江陆离哪舍得拂顾嘉月的意,哪怕心里再急,也只能松口。“既然顾姑娘为你们求情,那你们就先回去。给你们一晚上时间,明日我要看到具体的治疗方案,若是拿不出来……”
他没把话说完,但眼神里的威胁不言而喻。
大夫们像是得了特赦,连忙对着顾嘉月拱手。“多谢姑娘!多谢姑娘!老夫回去定将家中医书翻烂,也给姑娘找出方子!”
“哼,还不快滚!”江陆离冷声道。
等大夫们走了,江陆离才对暗卫下令。“快马加鞭去京都,把小福子接来;另外,你回桃花村,把林熠带来。”
小福子远在京都,远水解不了近渴,如今他能想到的丶医术还算高明的,只有林熠了。
他记得顾嘉月之前给过林熠一本奇特的医书,林熠和小福子还一起研究过,应该能派上用场。
暗卫领命离开後,房间里瞬间安静下来。
顾嘉月看着江陆离还在房间里来回踱步,眉头紧锁,像是在思考什麽,终于忍不住开口。“这位公子,如今天色已晚,您留在一个姑娘家的闺房里,是不是……有些不妥?”
她这话已经说得很委婉了。
她一个未出阁的姑娘,如今好似住的也不是自己的家里,房间里还有一个陌生的男人,这说出去名声还要不要了?这是被京都那些老古板知道後得去家庙清苦一生的程度吧?
江陆离脚步一顿,只觉得一口气憋在喉咙里,不上不下的,难受得很。
可顾嘉月说得没错,他们现在的关系确实不该半夜共处一室。
他深吸一口气,放缓语气。“好,我这就出去。外面我让将军夫人派了两个丫鬟守着,你若是有不舒服,或者需要什麽,就让丫鬟去前院寻我。”

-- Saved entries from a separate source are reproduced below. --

//! Device picker endpoints
//!
//! - `GET /devices` - Known devices with `online` and `active` flags
//! - `POST /devices/heartbeat` - Record that a device is around

use axum::{
    extract::State,
    response::IntoResponse,
    routing::{get, post},
    Json, Router,
};

use super::auth::OkResponse;
use super::player::PlayerState;
use crate::error::ApiResult;
use crate::middleware::AuthUser;
use crate::models::DeviceHeartbeat;

/// Create devices router
pub fn devices_router(state: PlayerState) -> Router {
    Router::new()
        .route("/", get(list_devices))
        .route("/heartbeat", post(heartbeat))
        .with_state(state)
}

async fn list_devices(
    State(state): State<PlayerState>,
    auth: AuthUser,
) -> ApiResult<impl IntoResponse> {
    let devices = state.playback.list_devices(auth.listener_id).await?;
    Ok(Json(devices))
}

async fn heartbeat(
    State(state): State<PlayerState>,
    auth: AuthUser,
    Json(heartbeat): Json<DeviceHeartbeat>,
) -> ApiResult<impl IntoResponse> {
    let device = state.playback.heartbeat(auth.listener_id, &heartbeat).await?;
    tracing::debug!(
        listener_id = %auth.listener_id,
        device_id = %device.device_id,
        "Device heartbeat"
    );
    Ok(OkResponse::ok())
}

刚才他实在太心急了,看到顾嘉月昏迷不醒,抱着人就直接闯了将军府的後院,确实失礼了。
江陆离离开後没多久,一个穿着灰布衣裳丶头发梳得一丝不茍的老嬷嬷就走了进来。
她是将军夫人身边的郑嬷嬷,手里还领着两个十五六岁的小丫鬟。
郑嬷嬷对着顾嘉月躬身行礼,语气恭敬。“这位姑娘,老身是将军夫人身边的郑嬷嬷。这两位是夫人派来伺候您的丫鬟,名叫春桃和夏荷。您若是有什麽不舒服,或者有什麽不方便的,尽管使唤她们。”
刚才将军已经传了信回来,说这位姑娘是郡王爷看重的人,让夫人务必好生招待,郑嬷嬷自然不敢怠慢。
顾嘉月连忙红着脸起身。
她想不起自己为什麽会出现在这里,她从未做出过如此“失礼”的事,还劳烦将军夫人特意派嬷嬷和丫鬟来伺候。

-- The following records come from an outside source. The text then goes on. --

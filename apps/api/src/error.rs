//! Error handling for the Tandem API
//!
//! One error type for every layer, with HTTP status mapping via Axum's
//! `IntoResponse`. Authentication failures of any kind collapse into the same
//! 401 body so callers cannot tell which check rejected them; the precise
//! cause only reaches the logs.

use axum::{
    http::{header, StatusCode},
    response::{IntoResponse, Response},
    Json,
};
use serde::Serialize;
use thiserror::Error;

/// API error response body
#[derive(Debug, Serialize)]
pub struct ErrorResponse {
    /// Error code for client-side handling
    pub code: &'static str,
    /// Human-readable error message
    pub message: String,
    /// Machine-readable variant name, for errors clients branch on
    #[serde(skip_serializing_if = "Option::is_none")]
    pub error: Option<&'static str>,
    /// Optional additional details
    #[serde(skip_serializing_if = "Option::is_none")]
    pub details: Option<serde_json::Value>,
}

/// Main API error type
#[derive(Error, Debug)]
pub enum ApiError {
    // ========== Authentication & Authorization ==========
    /// Missing authentication credentials
    #[error("authentication required")]
    Unauthorized,

    /// Login identifier or password did not match
    #[error("invalid credentials")]
    InvalidCredentials,

    /// No live session matches the presented refresh secret
    #[error("invalid session")]
    InvalidSession,

    /// A session was found but the refresh secret failed verification
    #[error("invalid refresh secret")]
    InvalidRefresh,

    /// The session's refresh window has passed
    #[error("session expired")]
    SessionExpired,

    /// Invalid access token (expired, malformed, bad signature)
    #[error("invalid authentication token: {0}")]
    InvalidToken(String),

    /// Caller lacks permission for the requested operation
    #[error("insufficient permissions: {0}")]
    Forbidden(String),

    // ========== Resource Errors ==========
    /// Requested resource not found
    #[error("{resource_type} not found: {id}")]
    NotFound {
        resource_type: &'static str,
        id: String,
    },

    /// Resource already exists
    #[error("{resource_type} already exists: {id}")]
    Conflict {
        resource_type: &'static str,
        id: String,
    },

    // ========== Validation Errors ==========
    /// Request validation failed
    #[error("validation error: {0}")]
    ValidationError(String),

    /// Missing required field
    #[error("missing required field: {0}")]
    MissingField(&'static str),

    // ========== Playback Routing ==========
    /// A control command had no live connection to go to
    #[error("no active device")]
    NoActiveDevice,

    // ========== Database Errors ==========
    /// Database query failed
    #[error("database error: {0}")]
    Database(#[from] sqlx::Error),

    /// Service temporarily unavailable
    #[error("service temporarily unavailable: {0}")]
    ServiceBusy(String),

    // ========== Audio/Streaming Errors ==========
    /// Audio file not found or inaccessible
    #[error("audio file not found: {0}")]
    AudioFileNotFound(String),

    /// A track path resolved outside the storage root
    #[error("path escapes storage root: {0}")]
    PathEscape(String),

    /// Range not satisfiable (416)
    #[error("range not satisfiable")]
    RangeNotSatisfiable { file_size: u64 },

    // ========== Internal Errors ==========
    /// Internal server error (catch-all for unexpected errors)
    #[error("internal server error: {0}")]
    Internal(String),

    /// Filesystem error outside the not-found/permission cases
    #[error("i/o error: {0}")]
    Io(String),

    /// JSON serialization/deserialization error
    #[error("serialization error: {0}")]
    Serialization(#[from] serde_json::Error),

    /// JWT encoding error
    #[error("JWT error: {0}")]
    Jwt(#[from] jsonwebtoken::errors::Error),
}

impl ApiError {
    /// Get the HTTP status code for this error
    pub fn status_code(&self) -> StatusCode {
        match self {
            // 401 Unauthorized
            Self::Unauthorized
            | Self::InvalidCredentials
            | Self::InvalidSession
            | Self::InvalidRefresh
            | Self::SessionExpired
            | Self::InvalidToken(_) => StatusCode::UNAUTHORIZED,

            // 403 Forbidden
            Self::Forbidden(_) | Self::PathEscape(_) => StatusCode::FORBIDDEN,

            // 404 Not Found
            Self::NotFound { .. } | Self::AudioFileNotFound(_) => StatusCode::NOT_FOUND,

            // 409 Conflict
            Self::Conflict { .. } | Self::NoActiveDevice => StatusCode::CONFLICT,

            // 400 Bad Request
            Self::ValidationError(_) | Self::MissingField(_) => {
                StatusCode::BAD_REQUEST
            }

            // 416 Range Not Satisfiable
            Self::RangeNotSatisfiable { .. } => StatusCode::RANGE_NOT_SATISFIABLE,

            // 503 Service Unavailable
            Self::ServiceBusy(_) => StatusCode::SERVICE_UNAVAILABLE,

            // 500 Internal Server Error
            Self::Database(_)
            | Self::Internal(_)
            | Self::Io(_)
            | Self::Serialization(_)
            | Self::Jwt(_) => StatusCode::INTERNAL_SERVER_ERROR,
        }
    }

    /// Get the error code string for client-side handling
    pub fn error_code(&self) -> &'static str {
        match self {
            Self::Unauthorized
            | Self::InvalidCredentials
            | Self::InvalidSession
            | Self::InvalidRefresh
            | Self::SessionExpired
            | Self::InvalidToken(_) => "UNAUTHORIZED",
            Self::Forbidden(_) | Self::PathEscape(_) => "FORBIDDEN",
            Self::NotFound { .. } => "NOT_FOUND",
            Self::Conflict { .. } => "CONFLICT",
            Self::ValidationError(_) => "VALIDATION_ERROR",
            Self::MissingField(_) => "MISSING_FIELD",
            Self::NoActiveDevice => "NO_ACTIVE_DEVICE",
            Self::Database(_) => "DATABASE_ERROR",
            Self::ServiceBusy(_) => "SERVICE_BUSY",
            Self::AudioFileNotFound(_) => "AUDIO_NOT_FOUND",
            Self::RangeNotSatisfiable { .. } => "RANGE_NOT_SATISFIABLE",
            Self::Internal(_) => "INTERNAL_ERROR",
            Self::Io(_) => "IO_ERROR",
            Self::Serialization(_) => "SERIALIZATION_ERROR",
            Self::Jwt(_) => "JWT_ERROR",
        }
    }

    /// Whether this error is one of the authentication failures
    pub fn is_auth_failure(&self) -> bool {
        self.status_code() == StatusCode::UNAUTHORIZED
    }

    /// Create a not found error for a specific resource
    pub fn not_found(resource_type: &'static str, id: impl Into<String>) -> Self {
        Self::NotFound {
            resource_type,
            id: id.into(),
        }
    }

    /// Create a conflict error for a specific resource
    pub fn conflict(resource_type: &'static str, id: impl Into<String>) -> Self {
        Self::Conflict {
            resource_type,
            id: id.into(),
        }
    }

    /// Message safe to show the caller
    ///
    /// Internal details and auth root causes are replaced by generic text.
    pub fn public_message(&self) -> String {
        match self {
            _ if self.is_auth_failure() => "unauthorized".to_string(),
            Self::PathEscape(_) => "access denied".to_string(),
            Self::Database(_) | Self::Internal(_) | Self::Io(_) | Self::Jwt(_) => {
                "internal server error".to_string()
            }
            _ => self.to_string(),
        }
    }

    /// Log the error with appropriate severity based on status code
    pub fn log(&self) {
        let status = self.status_code();
        if status.is_server_error() {
            tracing::error!(
                error = %self,
                code = self.error_code(),
                status = status.as_u16(),
                "Server error occurred"
            );
        } else if status == StatusCode::UNAUTHORIZED || status == StatusCode::FORBIDDEN {
            tracing::warn!(
                error = %self,
                code = self.error_code(),
                status = status.as_u16(),
                "Authorization error"
            );
        } else {
            tracing::debug!(
                error = %self,
                code = self.error_code(),
                status = status.as_u16(),
                "Client error"
            );
        }
    }
}

impl IntoResponse for ApiError {
    fn into_response(self) -> Response {
        self.log();

        let status = self.status_code();

        // RFC 7233: 416 carries the complete length and no body
        if let Self::RangeNotSatisfiable { file_size } = &self {
            return (
                status,
                [
                    (header::CONTENT_RANGE, format!("bytes */{}", file_size)),
                    (header::ACCEPT_RANGES, "bytes".to_string()),
                ],
            )
                .into_response();
        }

        let error = match &self {
            Self::NoActiveDevice => Some("NoActiveDevice"),
            _ => None,
        };

        let error_response = ErrorResponse {
            code: self.error_code(),
            message: self.public_message(),
            error,
            details: None,
        };

        (status, Json(error_response)).into_response()
    }
}

/// Result type alias for API operations
pub type ApiResult<T> = Result<T, ApiError>;

// ========== Conversion Implementations ==========

impl From<anyhow::Error> for ApiError {
    fn from(err: anyhow::Error) -> Self {
        match err.downcast::<ApiError>() {
            Ok(api_err) => api_err,
            Err(err) => Self::Internal(err.to_string()),
        }
    }
}

impl From<std::io::Error> for ApiError {
    fn from(err: std::io::Error) -> Self {
        match err.kind() {
            std::io::ErrorKind::NotFound => Self::AudioFileNotFound(err.to_string()),
            std::io::ErrorKind::PermissionDenied => {
                Self::Forbidden("file access denied".to_string())
            }
            _ => Self::Io(err.to_string()),
        }
    }
}

impl From<tokio::task::JoinError> for ApiError {
    fn from(err: tokio::task::JoinError) -> Self {
        Self::Internal(format!("background task failed: {}", err))
    }
}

“多谢将军夫人费心了,今夜天色太晚,不便打扰夫人,小女子明日再去向夫人请安。”
“姑娘客气了,”郑嬷嬷笑着摆手,“夫人说了,您如今是养病要紧,不用特意请安。”
两人又客套了几句,郑嬷嬷才带着丫鬟退了出去。
春桃和夏荷很有眼力见,见顾嘉月似乎不太习惯陌生人靠近,便主动站在门外,轻声说:“姑娘,我们就在外面候着,您有吩咐,喊一声我们就进来。”
房间里终于只剩下顾嘉月和宋瑶。
宋瑶拉着顾嘉月的手,眼神里满是心疼,又问了一遍。“顾姐姐,你真的一点都不记得我们了吗?不记得桃花村,不记得学堂,也不记得……我们一起春游的事了?”
顾嘉月看着她期待的眼神,心里满是歉意,轻轻摇了摇头。“不好意思呀,我真的一点都想不起来了。”
宋瑶愣了一下,随即又笑了起来。“没关系,想不起来也没关系,你忘了的事我慢慢告诉你呀!从我们第一次见面说起,好不好?”